**Problem to work on:** Each line of the data below from the one holding "let matching = self" to the one holding "previously built profile.", inclusive, is to be reproduced exactly; no other line belongs in the answer.

[Stored items from a collection]
——————

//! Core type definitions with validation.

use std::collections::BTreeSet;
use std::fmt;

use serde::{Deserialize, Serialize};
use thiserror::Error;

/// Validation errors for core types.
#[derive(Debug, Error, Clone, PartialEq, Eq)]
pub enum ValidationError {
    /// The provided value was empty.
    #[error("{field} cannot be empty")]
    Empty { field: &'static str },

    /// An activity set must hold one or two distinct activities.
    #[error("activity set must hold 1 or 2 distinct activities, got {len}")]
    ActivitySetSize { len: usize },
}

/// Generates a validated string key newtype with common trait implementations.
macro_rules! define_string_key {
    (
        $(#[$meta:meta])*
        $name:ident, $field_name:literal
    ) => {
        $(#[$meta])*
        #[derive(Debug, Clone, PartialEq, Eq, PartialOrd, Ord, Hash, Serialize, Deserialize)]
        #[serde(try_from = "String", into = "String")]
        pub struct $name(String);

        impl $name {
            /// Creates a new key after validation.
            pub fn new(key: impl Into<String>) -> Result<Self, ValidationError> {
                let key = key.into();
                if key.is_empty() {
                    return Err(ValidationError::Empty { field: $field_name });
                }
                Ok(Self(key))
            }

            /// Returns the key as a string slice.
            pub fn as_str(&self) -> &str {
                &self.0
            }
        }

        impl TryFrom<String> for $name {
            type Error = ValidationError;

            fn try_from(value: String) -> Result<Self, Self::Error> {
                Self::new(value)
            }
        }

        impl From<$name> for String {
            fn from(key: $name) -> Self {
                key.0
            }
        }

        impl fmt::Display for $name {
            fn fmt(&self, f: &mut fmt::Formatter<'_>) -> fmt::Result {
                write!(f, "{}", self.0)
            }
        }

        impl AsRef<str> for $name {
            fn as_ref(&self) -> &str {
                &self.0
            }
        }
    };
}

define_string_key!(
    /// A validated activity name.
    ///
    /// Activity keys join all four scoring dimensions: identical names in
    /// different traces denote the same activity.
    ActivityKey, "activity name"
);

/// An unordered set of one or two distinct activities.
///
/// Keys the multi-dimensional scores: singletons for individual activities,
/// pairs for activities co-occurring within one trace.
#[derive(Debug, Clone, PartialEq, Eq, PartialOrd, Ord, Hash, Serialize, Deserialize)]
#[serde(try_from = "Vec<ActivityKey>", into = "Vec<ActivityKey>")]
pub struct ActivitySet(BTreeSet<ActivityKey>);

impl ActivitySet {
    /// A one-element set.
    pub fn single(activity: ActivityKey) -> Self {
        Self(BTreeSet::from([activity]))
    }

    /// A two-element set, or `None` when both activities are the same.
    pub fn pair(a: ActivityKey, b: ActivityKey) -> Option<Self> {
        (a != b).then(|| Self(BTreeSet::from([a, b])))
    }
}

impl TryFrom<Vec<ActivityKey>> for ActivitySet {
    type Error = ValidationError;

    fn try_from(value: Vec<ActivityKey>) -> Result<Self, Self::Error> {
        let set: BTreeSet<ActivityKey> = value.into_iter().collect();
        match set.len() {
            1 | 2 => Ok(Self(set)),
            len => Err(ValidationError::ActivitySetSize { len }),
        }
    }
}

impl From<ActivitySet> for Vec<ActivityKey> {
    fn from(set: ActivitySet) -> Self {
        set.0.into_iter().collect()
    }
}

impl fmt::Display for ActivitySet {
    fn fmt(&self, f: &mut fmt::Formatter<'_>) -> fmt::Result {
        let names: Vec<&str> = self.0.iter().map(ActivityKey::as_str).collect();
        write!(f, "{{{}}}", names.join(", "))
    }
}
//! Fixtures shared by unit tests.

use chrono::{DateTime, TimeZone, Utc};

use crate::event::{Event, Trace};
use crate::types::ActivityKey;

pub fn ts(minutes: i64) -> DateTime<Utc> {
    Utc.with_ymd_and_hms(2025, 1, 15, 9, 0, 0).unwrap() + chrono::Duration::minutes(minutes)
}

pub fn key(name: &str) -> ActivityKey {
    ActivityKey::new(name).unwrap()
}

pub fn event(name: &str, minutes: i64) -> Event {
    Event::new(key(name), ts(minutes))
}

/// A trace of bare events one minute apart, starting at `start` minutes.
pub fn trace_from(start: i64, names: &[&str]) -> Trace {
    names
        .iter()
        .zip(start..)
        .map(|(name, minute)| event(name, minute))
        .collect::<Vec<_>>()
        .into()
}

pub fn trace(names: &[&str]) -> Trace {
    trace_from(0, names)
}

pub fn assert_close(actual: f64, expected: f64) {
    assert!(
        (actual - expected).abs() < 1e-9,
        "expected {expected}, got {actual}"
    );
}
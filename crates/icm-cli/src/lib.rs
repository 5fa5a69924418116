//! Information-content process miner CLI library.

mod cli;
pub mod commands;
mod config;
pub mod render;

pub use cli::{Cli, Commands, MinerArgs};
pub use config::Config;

——————

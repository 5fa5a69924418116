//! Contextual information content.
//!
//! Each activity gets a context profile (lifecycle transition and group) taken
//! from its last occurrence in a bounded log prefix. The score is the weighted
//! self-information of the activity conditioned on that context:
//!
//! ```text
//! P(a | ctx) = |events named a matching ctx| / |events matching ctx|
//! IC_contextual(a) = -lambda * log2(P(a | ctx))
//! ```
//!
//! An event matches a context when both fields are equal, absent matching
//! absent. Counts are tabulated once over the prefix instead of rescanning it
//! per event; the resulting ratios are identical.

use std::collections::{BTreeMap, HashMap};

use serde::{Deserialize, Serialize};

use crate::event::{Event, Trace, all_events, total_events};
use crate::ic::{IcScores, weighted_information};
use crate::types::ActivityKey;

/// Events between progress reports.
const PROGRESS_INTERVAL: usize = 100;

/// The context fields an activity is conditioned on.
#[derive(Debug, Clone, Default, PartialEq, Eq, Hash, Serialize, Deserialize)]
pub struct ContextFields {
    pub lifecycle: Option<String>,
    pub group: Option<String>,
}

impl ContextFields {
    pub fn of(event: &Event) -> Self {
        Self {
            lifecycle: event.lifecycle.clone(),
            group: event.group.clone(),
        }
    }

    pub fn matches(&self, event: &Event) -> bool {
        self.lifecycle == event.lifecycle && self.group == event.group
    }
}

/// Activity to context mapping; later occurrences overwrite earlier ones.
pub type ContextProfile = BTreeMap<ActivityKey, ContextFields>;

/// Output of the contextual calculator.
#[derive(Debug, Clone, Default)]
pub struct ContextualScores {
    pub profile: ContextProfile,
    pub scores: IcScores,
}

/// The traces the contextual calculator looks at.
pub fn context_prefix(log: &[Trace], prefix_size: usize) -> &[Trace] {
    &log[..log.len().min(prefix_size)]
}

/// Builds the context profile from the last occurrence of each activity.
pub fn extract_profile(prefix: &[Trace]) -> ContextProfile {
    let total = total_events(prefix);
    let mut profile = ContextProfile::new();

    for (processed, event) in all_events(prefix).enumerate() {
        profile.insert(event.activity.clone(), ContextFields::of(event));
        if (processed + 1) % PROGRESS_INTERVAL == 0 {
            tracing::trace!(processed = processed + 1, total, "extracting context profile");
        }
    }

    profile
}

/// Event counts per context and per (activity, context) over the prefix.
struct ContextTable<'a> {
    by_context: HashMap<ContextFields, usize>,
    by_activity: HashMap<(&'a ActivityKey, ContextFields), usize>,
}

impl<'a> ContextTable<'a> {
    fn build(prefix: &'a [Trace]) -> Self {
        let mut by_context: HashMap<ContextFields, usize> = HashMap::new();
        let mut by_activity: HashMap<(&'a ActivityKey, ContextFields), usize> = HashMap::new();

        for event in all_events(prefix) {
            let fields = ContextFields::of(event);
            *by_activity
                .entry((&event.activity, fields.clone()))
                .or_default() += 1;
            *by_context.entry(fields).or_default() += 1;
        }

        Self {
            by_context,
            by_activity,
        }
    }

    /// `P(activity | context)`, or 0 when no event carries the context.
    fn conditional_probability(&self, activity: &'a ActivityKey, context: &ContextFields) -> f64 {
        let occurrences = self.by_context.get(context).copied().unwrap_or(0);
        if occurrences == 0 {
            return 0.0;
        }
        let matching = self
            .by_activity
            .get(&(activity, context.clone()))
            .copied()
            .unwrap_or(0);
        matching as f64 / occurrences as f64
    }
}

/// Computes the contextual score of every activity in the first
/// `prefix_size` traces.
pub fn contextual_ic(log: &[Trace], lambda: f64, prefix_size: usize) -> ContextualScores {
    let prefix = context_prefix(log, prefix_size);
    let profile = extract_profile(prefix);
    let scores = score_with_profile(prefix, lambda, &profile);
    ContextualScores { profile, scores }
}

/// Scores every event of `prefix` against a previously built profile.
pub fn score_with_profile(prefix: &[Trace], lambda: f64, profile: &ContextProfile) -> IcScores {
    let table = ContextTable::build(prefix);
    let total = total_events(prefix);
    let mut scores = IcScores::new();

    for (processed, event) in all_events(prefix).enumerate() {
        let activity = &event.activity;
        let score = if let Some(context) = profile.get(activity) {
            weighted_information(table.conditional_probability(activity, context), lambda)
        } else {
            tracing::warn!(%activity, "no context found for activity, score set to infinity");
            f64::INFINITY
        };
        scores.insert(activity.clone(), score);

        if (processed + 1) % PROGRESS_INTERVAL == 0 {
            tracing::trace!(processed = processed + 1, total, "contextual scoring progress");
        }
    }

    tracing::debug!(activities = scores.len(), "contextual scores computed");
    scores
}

——————

**Task answer:**
        let matching = self
            .by_activity
            .get(&(activity, context.clone()))
            .copied()
            .unwrap_or(0);
        matching as f64 / occurrences as f64
    }
}

/// Computes the contextual score of every activity in the first
/// `prefix_size` traces.
pub fn contextual_ic(log: &[Trace], lambda: f64, prefix_size: usize) -> ContextualScores {
    let prefix = context_prefix(log, prefix_size);
    let profile = extract_profile(prefix);
    let scores = score_with_profile(prefix, lambda, &profile);
    ContextualScores { profile, scores }
}

/// Scores every event of `prefix` against a previously built profile.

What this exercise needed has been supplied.